Sometimes, depending upon the facts and circumstances, it’s possible to provide some form of relaxation in-country (health club memberships, a bit of time off to sight-see, company-paid recreation, etc.) during travel. This is another way to give them a needed rest.
Another possibility would be to hire additional Field Service staff so more employees share the travel burden and thereby make it possible for each to spend a bit less time in the field. Yes, in today’s economic environment of extreme cost control, adding to labor cost is not a popular idea in the CFO’s office. But then, what about the cost of assignment refusal, turnover, reduced productivity, lost opportunity while employees miss work due to illness or injury, and inability to recruit high caliber talent, etc.?
We also must ask how challenging, especially dangerous, are the “not very desirable” areas?

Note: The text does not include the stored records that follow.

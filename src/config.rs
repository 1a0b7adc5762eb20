use anyhow::{Context, Result};
use directories::ProjectDirs;
use serde::{Deserialize, Serialize};
use std::{env, fs, path::PathBuf};
use tracing::debug;

#[derive(Debug, Deserialize, Serialize, Clone)]
pub struct FiatProviderConfig {
    pub base_url: String,
    #[serde(default)]
    pub api_key: Option<String>,
}

impl Default for FiatProviderConfig {
    fn default() -> Self {
        FiatProviderConfig {
            base_url: "https://v6.exchangerate-api.com".to_string(),
            api_key: None,
        }
    }
}

impl FiatProviderConfig {
    /// Config value first, `EXCHANGE_RATE_API_KEY` as fallback.
    pub fn resolve_api_key(&self) -> Result<String> {
        self.api_key
            .clone()
            .or_else(|| env::var("EXCHANGE_RATE_API_KEY").ok())
            .context("No fiat API key: set providers.fiat.api_key or EXCHANGE_RATE_API_KEY")
    }
}

#[derive(Debug, Deserialize, Serialize, Clone)]
pub struct CryptoProviderConfig {
    pub base_url: String,
    #[serde(default)]
    pub api_key: Option<String>,
}

impl Default for CryptoProviderConfig {
    fn default() -> Self {
        CryptoProviderConfig {
            base_url: "https://api.coingecko.com".to_string(),
            api_key: None,
        }
    }
}

impl CryptoProviderConfig {
    /// Config value first, `COINGECKO_API_KEY` as fallback.
    pub fn resolve_api_key(&self) -> Result<String> {
        self.api_key
            .clone()
            .or_else(|| env::var("COINGECKO_API_KEY").ok())
            .context("No crypto API key: set providers.crypto.api_key or COINGECKO_API_KEY")
    }
}

#[derive(Debug, Deserialize, Serialize, Clone, Default)]
pub struct ProvidersConfig {
    #[serde(default)]
    pub fiat: FiatProviderConfig,
    #[serde(default)]
    pub crypto: CryptoProviderConfig,
}

/// Fixed display precision; converted amounts and exchange rates are
/// configured independently.
#[derive(Debug, Deserialize, Serialize, Clone)]
pub struct DisplayConfig {
    #[serde(default = "default_amount_decimals")]
    pub amount_decimals: usize,
    #[serde(default = "default_rate_decimals")]
    pub rate_decimals: usize,
}

fn default_amount_decimals() -> usize {
    8
}

fn default_rate_decimals() -> usize {
    6
}

impl Default for DisplayConfig {
    fn default() -> Self {
        DisplayConfig {
            amount_decimals: default_amount_decimals(),
            rate_decimals: default_rate_decimals(),
        }
    }
}

#[derive(Debug, Deserialize, Serialize, Clone, Default)]
pub struct AppConfig {
    #[serde(default)]
    pub providers: ProvidersConfig,
    #[serde(default)]
    pub display: DisplayConfig,
}

impl AppConfig {
    pub fn load() -> Result<Self> {
        debug!("Loading default config");
        let config_path = Self::default_config_path()?;
        if !config_path.exists() {
            // Defaults work without a config file; only the API keys must
            // then come from the environment.
            debug!(
                "No config file at {}, using defaults",
                config_path.display()
            );
            return Ok(AppConfig::default());
        }
        Self::load_from_path(&config_path)
    }

    pub fn default_config_path() -> Result<PathBuf> {
        let proj_dirs = ProjectDirs::from("in", "codito", "cambio")
            .context("Could not determine project directories")?;
        Ok(proj_dirs.config_dir().join("config.yaml"))
    }

    pub fn load_from_path<P: AsRef<std::path::Path>>(path: P) -> Result<Self> {
        let config_str = fs::read_to_string(path.as_ref())
            .with_context(|| format!("Failed to read config file: {}", path.as_ref().display()))?;

        let config: Self = serde_yaml::from_str(&config_str)
            .with_context(|| format!("Failed to parse config file: {}", path.as_ref().display()))?;
        debug!("Successfully loaded config");
        Ok(config)
    }
}
// Logging initialization for the CLI
use tracing_subscriber::{
    EnvFilter, fmt, prelude::__tracing_subscriber_SubscriberExt, util::SubscriberInitExt,
};

pub fn init_logging(verbose: bool) {
    let level = if verbose { "debug" } else { "off" };
    let filter = EnvFilter::try_from_default_env().unwrap_or_else(|_| EnvFilter::new(level));

    tracing_subscriber::registry()
        .with(fmt::layer().compact().without_time())
        .with(filter)
        .init();
}
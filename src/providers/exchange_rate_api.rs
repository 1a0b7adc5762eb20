use anyhow::{Context, Result, anyhow};
use async_trait::async_trait;
use serde::Deserialize;
use tracing::debug;

use crate::core::provider::{DataUnavailable, RateProvider};
use crate::core::rates::{AssetClass, RateStore};

/// Fiat rate source backed by the exchangerate-api `latest/USD` endpoint.
///
/// The response maps each currency code to units of that currency per 1 USD;
/// normalization to USD-per-unit happens in [`RateStore::from_fiat`].
pub struct ExchangeRateApiProvider {
    base_url: String,
    api_key: String,
}

impl ExchangeRateApiProvider {
    pub fn new(base_url: &str, api_key: &str) -> Self {
        ExchangeRateApiProvider {
            base_url: base_url.to_string(),
            api_key: api_key.to_string(),
        }
    }

    async fn fetch(&self) -> Result<RateStore> {
        let url = format!("{}/v6/{}/latest/USD", self.base_url, self.api_key);
        debug!("Requesting fiat rates from {}", self.base_url);

        let client = reqwest::Client::builder().user_agent("cambio/1.0").build()?;
        let response = client
            .get(&url)
            .send()
            .await
            .map_err(|e| anyhow!("Request error fetching fiat rates: {}", e))?;

        if !response.status().is_success() {
            return Err(anyhow!(
                "HTTP error fetching fiat rates: {}",
                response.status()
            ));
        }

        let text = response.text().await?;
        let data: FiatRatesResponse = serde_json::from_str(&text)
            .with_context(|| "Failed to parse fiat rates response".to_string())?;

        // serde_json's preserve_order keeps the provider's code ordering
        let store = RateStore::from_fiat(
            data.conversion_rates
                .into_iter()
                .filter_map(|(code, value)| value.as_f64().map(|rate| (code, rate))),
        );
        debug!("Fetched {} fiat rates", store.len());
        Ok(store)
    }
}

#[derive(Debug, Deserialize)]
struct FiatRatesResponse {
    conversion_rates: serde_json::Map<String, serde_json::Value>,
}

#[async_trait]
impl RateProvider for ExchangeRateApiProvider {
    fn class(&self) -> AssetClass {
        AssetClass::Fiat
    }

    async fn fetch_rates(&self) -> Result<RateStore, DataUnavailable> {
        self.fetch().await.map_err(|source| DataUnavailable {
            class: AssetClass::Fiat,
            source,
        })
    }
}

Iraq? Afghanistan? Somalia? A jungle infested with disease-bearing mosquitoes? Make sure you provide appropriate pre-travel medical exams and immunizations, and adopt some of the safety and security practices companies used for longer-term international assignees in hardship and danger locations. This includes local safety and security plans, well thought out and established emergency evacuation plans and ensuring that death and disability insurance benefits are not voided by “war risk waiver” clauses in the insurance contracts. This latter issue can easily be addressed through contact riders but, if not addressed proactively, can lead to extensive financial pain for the employer, especially given laws pertaining to the “duty of reasonable care”. Woe unto those companies that have not established the mechanisms to track their employees’ whereabouts and deal effectively and quickly with emergencies. Check out Mariana’s posting for some tips on extreme hardship assignments.
Our friends at International SOS Assistance are about to publish a research paper on employers’ legal “duty of care” that our readers should find of interest.
Something the person who raised the question didn’t mention – but we will – are global requirements for work permits, visas and tax compliance. Often, even those on relatively brief field support trips to other countries are deemed by local governments to be performing “productive work” in those countries. This can, and often does, require a work permit. A company is well advised to consult with appropriate immigration counsel to ensure that its employees have the proper clearance to carry out their duties in each country. This is not about the amount of time the employee might spend working in country; it is all about what he/she will be doing while in country.
As to taxes, members of management have often heard about the so-called “183 day rule” and simplistically believe that so long as the employee works in a given country for less than 183 days, he/she will not be liable for local income or social insurance taxes in the assignment country. This is not necessarily the case and depends upon a number of key factors. We recommend reading our contributing editor Claudia Howe’s excellent commentary on this issue.
So, at the end of the day, how do we respond to the question of “How do we incentivize our staff to keep traveling”? We’d say, give your horses rest, treat them with dignity, recognize that their families bear a burden too, and provide them with fresh oats.
Otherwise, my dear old grandfather just might come back to haunt you!